[[ Dataset extract, beginning ]]

/// A resolved type.
#[derive(Debug, Clone)]
pub struct MappedType {
    /// The full Rust type (`Vec<User>`, `i64`, `Box<Node>`).
    pub ty: TokenStream,
    /// The element type for lists, otherwise the same as `ty`.
    pub element: TokenStream,
    /// Codec category of the (element) type.
    pub category: Category,
    /// Single or list.
    pub shape: Shape,
    /// Referenced definition name when the (element) type is structured.
    pub reference: Option<String>,
    /// Whether `ty` is boxed to break a recursive cycle.
    pub boxed: bool,
}

impl MappedType {
    /// `true` for lists.
    pub fn is_list(&self) -> bool {
        self.shape == Shape::List
    }

    /// `true` for structured singles and lists of structured values.
    pub fn is_structured(&self) -> bool {
        self.category == Category::Structured
    }

    /// `Option<ty>`.
    pub fn optional_ty(&self) -> TokenStream {
        let ty = &self.ty;
        quote! { Option<#ty> }
    }

    fn boxed(mut self) -> Self {
        let ty = &self.ty;
        self.ty = quote! { Box<#ty> };
        self.element = self.ty.clone();
        self.boxed = true;
        self
    }
}

/// Resolves [`TypeRef`]s against one model.
#[derive(Clone)]
pub struct TypeMapper<'a> {
    model: &'a ApiModel,
    qualifier: Option<proc_macro2::Ident>,
}

impl<'a> TypeMapper<'a> {
    /// Creates a mapper over `model`.
    pub fn new(model: &'a ApiModel) -> Self {
        Self {
            model,
            qualifier: None,
        }
    }

    /// A mapper that names definitions through `module` (`dto::User`).
    ///
    /// Server and client artifacts refer to DTOs this way so a definition
    /// named like a framework type cannot shadow it.
    pub fn qualified(&self, module: &str) -> Self {
        Self {
            model: self.model,
            qualifier: Some(proc_macro2::Ident::new(module, proc_macro2::Span::call_site())),
        }
    }

    /// Maps `ty` to a Rust type.
    ///
    /// `context` names where the type appears and is carried into errors.
    ///
    /// ## Errors
    ///
    /// - [`GeneratorError::NestedList`] for a list of lists
    /// - [`GeneratorError::UnresolvedReference`] for an unknown definition
    pub fn resolve(&self, ty: &TypeRef, context: &str) -> Result<MappedType, GeneratorError> {
        match ty {
            TypeRef::Primitive { primitive, .. } => Ok(primitive_type(*primitive)),
            TypeRef::Reference { name, .. } => self.reference_type(name, context),
            TypeRef::List { items, .. } => {
                if items.is_list() {
                    return Err(GeneratorError::NestedList {
                        context: context.to_string(),
                        schema: ty.describe(),
                    });
                }
                let element = self.resolve(items, context)?;
                let inner = &element.ty;
                Ok(MappedType {
                    ty: quote! { Vec<#inner> },
                    element: element.ty.clone(),
                    category: element.category,
                    shape: Shape::List,
                    reference: element.reference,
                    boxed: false,
                })
            }
        }
    }

    /// Maps the type of a field of `owner`, boxing direct references that
    /// lead back to `owner`.
    pub fn resolve_field(
        &self,
        owner: &str,
        ty: &TypeRef,
        context: &str,
    ) -> Result<MappedType, GeneratorError> {
        let mapped = self.resolve(ty, context)?;
        if self.needs_box(owner, ty) {
            Ok(mapped.boxed())
        } else {
            Ok(mapped)
        }
    }

    fn reference_type(&self, name: &str, context: &str) -> Result<MappedType, GeneratorError> {
        if self.model.definition(name).is_none() {
            return Err(GeneratorError::UnresolvedReference {
                context: context.to_string(),
                name: name.to_string(),
            });
        }
        let ident = type_ident(name);
        let ty = match &self.qualifier {
            Some(module) => quote! { #module::#ident },
            None => quote! { #ident },
        };
        Ok(MappedType {
            element: ty.clone(),
            ty,
            category: Category::Structured,
            shape: Shape::Single,
            reference: Some(name.to_string()),
            boxed: false,
        })
    }

    /// Whether a field of `owner` with type `ty` must be boxed.
    ///
    /// True when `ty` is a direct (non-list) reference from which `owner` is
    /// reachable through direct references. Lists already add indirection.
    pub fn needs_box(&self, owner: &str, ty: &TypeRef) -> bool {
        let Some(start) = ty.referenced_name() else {
            return false;
        };
        let mut seen = HashSet::new();
        let mut stack = vec![start];
        while let Some(name) = stack.pop() {
            if name == owner {
                return true;
            }
            if !seen.insert(name) {
                continue;
            }
            if let Some(def) = self.model.definition(name) {
                stack.extend(def.properties.iter().filter_map(|p| p.ty.referenced_name()));
            }
        }
        false
    }

    /// Renders a typed expression for a model default value.
    ///
    /// Returns `Ok(None)` when there is no default, or when the type is
    /// structured (those fall back to `Default::default()`).
    ///
    /// ## Errors
    ///
    /// Returns [`GeneratorError::InvalidDefault`] when the value does not fit.
    pub fn default_expr(
        &self,
        mapped: &MappedType,
        default: Option<&Value>,
        context: &str,
    ) -> Result<Option<TokenStream>, GeneratorError> {
        let Some(default) = default else {
            return Ok(None);
        };
        if mapped.is_structured() {
            tracing::warn!(context, "default on structured type ignored; using Default");
            return Ok(None);
        }
        match mapped.shape {
            Shape::Single => scalar_literal(mapped.category, default, context).map(Some),
            Shape::List => {
                let items = match default {
                    Value::Array(items) => items,
                    other => {
                        return Err(invalid_default(context, format!("expected a list, got {other}")));
                    }
                };
                let items = items
                    .iter()
                    .map(|item| scalar_literal(mapped.category, item, context))
                    .collect::<Result<Vec<_>, _>>()?;
                Ok(Some(quote! { vec![#(#items),*] }))
            }
        }
    }
}

fn primitive_type(primitive: Primitive) -> MappedType {
    let (ty, category) = match primitive {
        Primitive::Bool => (quote! { bool }, Category::Boolean),
        Primitive::Int => (quote! { i64 }, Category::Integer),
        Primitive::Float => (quote! { f64 }, Category::Float),
        Primitive::String | Primitive::Date => (quote! { String }, Category::StringLike),
        Primitive::Unit => (quote! { () }, Category::Unit),
    };
    MappedType {
        element: ty.clone(),
        ty,
        category,
        shape: Shape::Single,
        reference: None,
        boxed: false,
    }
}

fn invalid_default(context: &str, reason: String) -> GeneratorError {
    GeneratorError::InvalidDefault {
        context: context.to_string(),
        reason,
    }
}

fn scalar_literal(
    category: Category,
    value: &Value,
    context: &str,
) -> Result<TokenStream, GeneratorError> {
    match (category, value) {
        (Category::Boolean, Value::Bool(b)) => Ok(quote! { #b }),
        (Category::Boolean, Value::String(s)) => match s.as_str() {
            "true" => Ok(quote! { true }),
            "false" => Ok(quote! { false }),
            _ => Err(invalid_default(context, format!("{s:?} is not a boolean"))),
        },
        (Category::Integer, Value::Number(n)) => n
            .as_i64()
            .map(|i| {
                let lit = Literal::i64_suffixed(i);
                quote! { #lit }
            })
            .ok_or_else(|| invalid_default(context, format!("{n} is not an integer"))),
        (Category::Integer, Value::String(s)) => s
            .parse::<i64>()
            .map(|i| {
                let lit = Literal::i64_suffixed(i);
                quote! { #lit }
            })
            .map_err(|_| invalid_default(context, format!("{s:?} is not an integer"))),
        (Category::Float, Value::Number(n)) => n
            .as_f64()
            .filter(|f| f.is_finite())
            .map(|f| {
                let lit = Literal::f64_suffixed(f);
                quote! { #lit }
            })
            .ok_or_else(|| invalid_default(context, format!("{n} is not a float"))),
        (Category::Float, Value::String(s)) => s
            .parse::<f64>()
            .ok()
            .filter(|f| f.is_finite())
            .map(|f| {
                let lit = Literal::f64_suffixed(f);
                quote! { #lit }
            })
            .ok_or_else(|| invalid_default(context, format!("{s:?} is not a float"))),
        (Category::StringLike, Value::String(s)) => Ok(quote! { String::from(#s) }),
        (Category::StringLike, Value::Number(_) | Value::Bool(_)) => {
            let text = value.to_string();
            Ok(quote! { String::from(#text) })
        }
        (Category::Unit, Value::Null) => Ok(quote! { () }),
        (category, other) => Err(invalid_default(
            context,
            format!("{other} does not fit a {category:?} value"),
        )),
    }
}
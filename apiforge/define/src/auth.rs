//! Authentication requirements for operations.
//!
//! The model only names the schemes an operation requires. How a scheme is
//! checked is decided at runtime by whatever authenticator the generated
//! server is constructed with.

use serde::{Deserialize, Serialize};

/// A named authentication scheme an operation requires.
///
/// Deserializes from either a bare string or an object with a `name` key.
///
/// ## Examples
///
/// ```
/// use apiforge_define::SecurityRequirement;
///
/// let from_str: SecurityRequirement = serde_json::from_str(r#""bearer""#).unwrap();
/// let from_obj: SecurityRequirement = serde_json::from_str(r#"{"name":"bearer"}"#).unwrap();
/// assert_eq!(from_str, from_obj);
/// ```
#[derive(Debug, Clone, PartialEq, Eq, Hash, Serialize, Deserialize)]
#[serde(from = "RequirementRepr")]
pub struct SecurityRequirement {
    /// Scheme name (e.g., "bearer", "api_key").
    pub name: String,
}

impl SecurityRequirement {
    /// Creates a requirement for the named scheme.
    pub fn new(name: impl Into<String>) -> Self {
        Self { name: name.into() }
    }
}

#[derive(Deserialize)]
#[serde(untagged)]
enum RequirementRepr {
    Name(String),
    Object { name: String },
}

impl From<RequirementRepr> for SecurityRequirement {
    fn from(repr: RequirementRepr) -> Self {
        match repr {
            RequirementRepr::Name(name) | RequirementRepr::Object { name } => Self { name },
        }
    }
}
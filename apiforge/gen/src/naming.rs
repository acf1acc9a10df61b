//! Identifier derivation shared by every compiler.
//!
//! All three artifacts name things through this module, so a definition,
//! field or operation gets the same identifier in the DTO, server and
//! client files.
//!
//! ## Rules
//!
//! - Words split on non-alphanumerics and CamelCase boundaries
//!   ("userID" -> ["user", "ID"], "HTTPServer" -> ["HTTP", "Server"])
//! - Leading digits get an underscore prefix ("2fa" -> "_2fa")
//! - Rust keywords become raw identifiers (`type` -> `r#type`); the few that
//!   cannot be raw get a trailing underscore (`self` -> `self_`)

use apiforge_define::{ApiModel, BuildConfig, PathMethodModel};
use proc_macro2::{Ident, Span};

use crate::parser::extract_path_params;

/// Keywords that need `r#` in identifier position (2024 edition).
const KEYWORDS: &[&str] = &[
    "abstract", "as", "async", "await", "become", "box", "break", "const", "continue", "do",
    "dyn", "else", "enum", "extern", "final", "fn", "for", "gen", "if", "impl", "in", "let",
    "loop", "macro", "match", "mod", "move", "mut", "override", "priv", "pub", "ref", "return",
    "static", "struct", "trait", "true", "false", "try", "type", "typeof", "unsafe", "unsized",
    "use", "virtual", "where", "while", "yield",
];

/// Keywords that cannot be raw identifiers.
const NON_RAW: &[&str] = &["self", "Self", "super", "crate", "_"];

/// Local names used inside generated handlers and client methods.
///
/// Parameters whose snake-case name lands on one of these are bound with a
/// `_param` suffix instead.
pub const RESERVED_BINDINGS: &[&str] = &[
    "server",
    "path_params",
    "query_params",
    "headers",
    "body_bytes",
    "body_object",
    "form_fields",
    "body",
    "response",
    "request",
    "url",
    "query",
    "form",
    "payload",
    "raw",
    "callback",
    "client",
    "value",
];

/// Splits a name into words on separators and CamelCase boundaries.
///
/// ## Examples
///
/// ```
/// use apiforge_gen::naming::split_words;
///
/// assert_eq!(split_words("HTTPServer"), vec!["HTTP", "Server"]);
/// assert_eq!(split_words("get-user_byID"), vec!["get", "user", "by", "ID"]);
/// assert_eq!(split_words("pet store"), vec!["pet", "store"]);
/// ```
pub fn split_words(s: &str) -> Vec<&str> {
    let mut words = Vec::new();
    for chunk in s.split(|c: char| !c.is_alphanumeric()) {
        if chunk.is_empty() {
            continue;
        }
        let chars: Vec<(usize, char)> = chunk.char_indices().collect();
        let mut word_start = 0;
        for i in 1..chars.len() {
            let (idx, current) = chars[i];
            let prev = chars[i - 1].1;

            // "ollamaNext" -> "ollama", "Next"; "HTTPClient" -> "HTTP", "Client"
            let is_new_word = current.is_uppercase()
                && (prev.is_lowercase()
                    || prev.is_ascii_digit()
                    || (i + 1 < chars.len() && chars[i + 1].1.is_lowercase() && prev.is_uppercase()));

            if is_new_word {
                words.push(&chunk[word_start..idx]);
                word_start = idx;
            }
        }
        words.push(&chunk[word_start..]);
    }
    words
}

/// Converts a name to snake_case.
///
/// ## Examples
///
/// ```
/// use apiforge_gen::naming::to_snake_case;
///
/// assert_eq!(to_snake_case("getUserById"), "get_user_by_id");
/// assert_eq!(to_snake_case("Pet Store"), "pet_store");
/// assert_eq!(to_snake_case("2fa"), "_2fa");
/// ```
pub fn to_snake_case(s: &str) -> String {
    let joined = split_words(s)
        .iter()
        .map(|w| w.to_lowercase())
        .collect::<Vec<_>>()
        .join("_");
    guard_leading_digit(joined)
}

/// Converts a name to PascalCase.
///
/// ## Examples
///
/// ```
/// use apiforge_gen::naming::to_pascal_case;
///
/// assert_eq!(to_pascal_case("pet_store"), "PetStore");
/// assert_eq!(to_pascal_case("User"), "User");
/// assert_eq!(to_pascal_case("HTTPServer"), "HttpServer");
/// ```
pub fn to_pascal_case(s: &str) -> String {
    let joined: String = split_words(s)
        .iter()
        .map(|w| {
            let lower = w.to_lowercase();
            let mut chars = lower.chars();
            match chars.next() {
                Some(first) => first.to_uppercase().chain(chars).collect::<String>(),
                None => String::new(),
            }
        })
        .collect();
    guard_leading_digit(joined)
}

fn guard_leading_digit(s: String) -> String {
    if s.starts_with(|c: char| c.is_ascii_digit()) {
        format!("_{s}")
    } else {
        s
    }
}

/// Builds an identifier, escaping keywords.
///
/// ## Examples
///
/// ```
/// use apiforge_gen::naming::ident;
///
/// assert_eq!(ident("name").to_string(), "name");
/// assert_eq!(ident("type").to_string(), "r#type");
/// assert_eq!(ident("self").to_string(), "self_");
/// ```
pub fn ident(name: &str) -> Ident {
    let name = if name.is_empty() { "_unnamed" } else { name };
    if NON_RAW.contains(&name) {
        Ident::new(&format!("{name}_"), Span::call_site())
    } else if KEYWORDS.contains(&name) {
        Ident::new_raw(name, Span::call_site())
    } else {
        Ident::new(name, Span::call_site())
    }
}

/// Field identifier for a property wire name.
pub fn field_ident(property: &str) -> Ident {
    ident(&to_snake_case(property))
}

/// Type identifier for a definition name.
pub fn type_ident(definition: &str) -> Ident {
    ident(&to_pascal_case(definition))
}

/// Snake-case binding name for a parameter, avoiding generated locals.
pub fn binding_name(parameter: &str) -> String {
    let snake = to_snake_case(parameter);
    if RESERVED_BINDINGS.contains(&snake.as_str()) {
        format!("{snake}_param")
    } else {
        snake
    }
}

/// Binding identifier for a parameter.
pub fn binding_ident(parameter: &str) -> Ident {
    ident(&binding_name(parameter))
}

/// Method name for an operation.
///
/// Uses `operation_id` when present; otherwise the lowercased verb followed
/// by the path segments, with placeholders rendered as `by_{name}`.
///
/// ## Examples
///
/// ```
/// use apiforge_define::{HttpMethod, PathMethodModel};
/// use apiforge_gen::naming::operation_name;
///
/// let op = PathMethodModel::new(HttpMethod::Get, "/users/{id}/posts");
/// assert_eq!(operation_name(&op), "get_users_by_id_posts");
///
/// let op = PathMethodModel::new(HttpMethod::Post, "/users").with_operation_id("createUser");
/// assert_eq!(operation_name(&op), "create_user");
/// ```
pub fn operation_name(op: &PathMethodModel) -> String {
    if let Some(id) = op.operation_id.as_deref().filter(|id| !id.trim().is_empty()) {
        return to_snake_case(id);
    }

    let params = extract_path_params(&op.path);
    let mut parts = vec![op.method.to_string().to_lowercase()];
    for segment in op.path.split('/').filter(|s| !s.is_empty()) {
        let placeholder = segment
            .strip_prefix('{')
            .and_then(|s| s.strip_suffix('}'))
            .filter(|name| params.contains(name));
        match placeholder {
            Some(name) => parts.push(format!("by_{}", to_snake_case(name))),
            None => parts.push(to_snake_case(segment)),
        }
    }
    if parts.len() == 1 {
        parts.push("root".to_string());
    }
    parts.retain(|p| !p.is_empty());
    parts.join("_")
}

/// Method identifier for an operation.
pub fn operation_ident(op: &PathMethodModel) -> Ident {
    ident(&operation_name(op))
}

/// Route registration function name for a tag (`register_{tag}`).
pub fn register_fn_name(tag: &str) -> String {
    format!("register_{}", to_snake_case(tag))
}

/// Registration function for operations that carry no tag.
pub const DEFAULT_REGISTER_FN: &str = "register_default";

fn title_base(model: &ApiModel) -> String {
    let base = to_pascal_case(&model.info.title);
    if base.is_empty() { "Api".to_string() } else { base }
}

/// Server type name: the configured override or `{Title}Server`.
pub fn server_name(model: &ApiModel, config: &BuildConfig) -> String {
    config
        .server_name
        .clone()
        .unwrap_or_else(|| format!("{}Server", title_base(model)))
}

/// Client type name: the configured override or `{Title}Client`.
pub fn client_name(model: &ApiModel, config: &BuildConfig) -> String {
    config
        .client_name
        .clone()
        .unwrap_or_else(|| format!("{}Client", title_base(model)))
}

/// Parses a configured module path (`crate::dto`) into a path.
pub fn module_path(path: &str) -> syn::Path {
    let segments = path.split("::").map(|segment| match segment {
        "crate" | "self" | "super" => Ident::new(segment, Span::call_site()),
        other => ident(other),
    });
    syn::Path {
        leading_colon: None,
        segments: segments.map(syn::PathSegment::from).collect(),
    }
}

[[ Dataset extract, end ]]

• What is required: All lines in the entries above that hold the word "RequirementRepr" need to be copied.

• Response for this exercise:
#[serde(from = "RequirementRepr")]
enum RequirementRepr {
impl From<RequirementRepr> for SecurityRequirement {
    fn from(repr: RequirementRepr) -> Self {
            RequirementRepr::Name(name) | RequirementRepr::Object { name } => Self { name },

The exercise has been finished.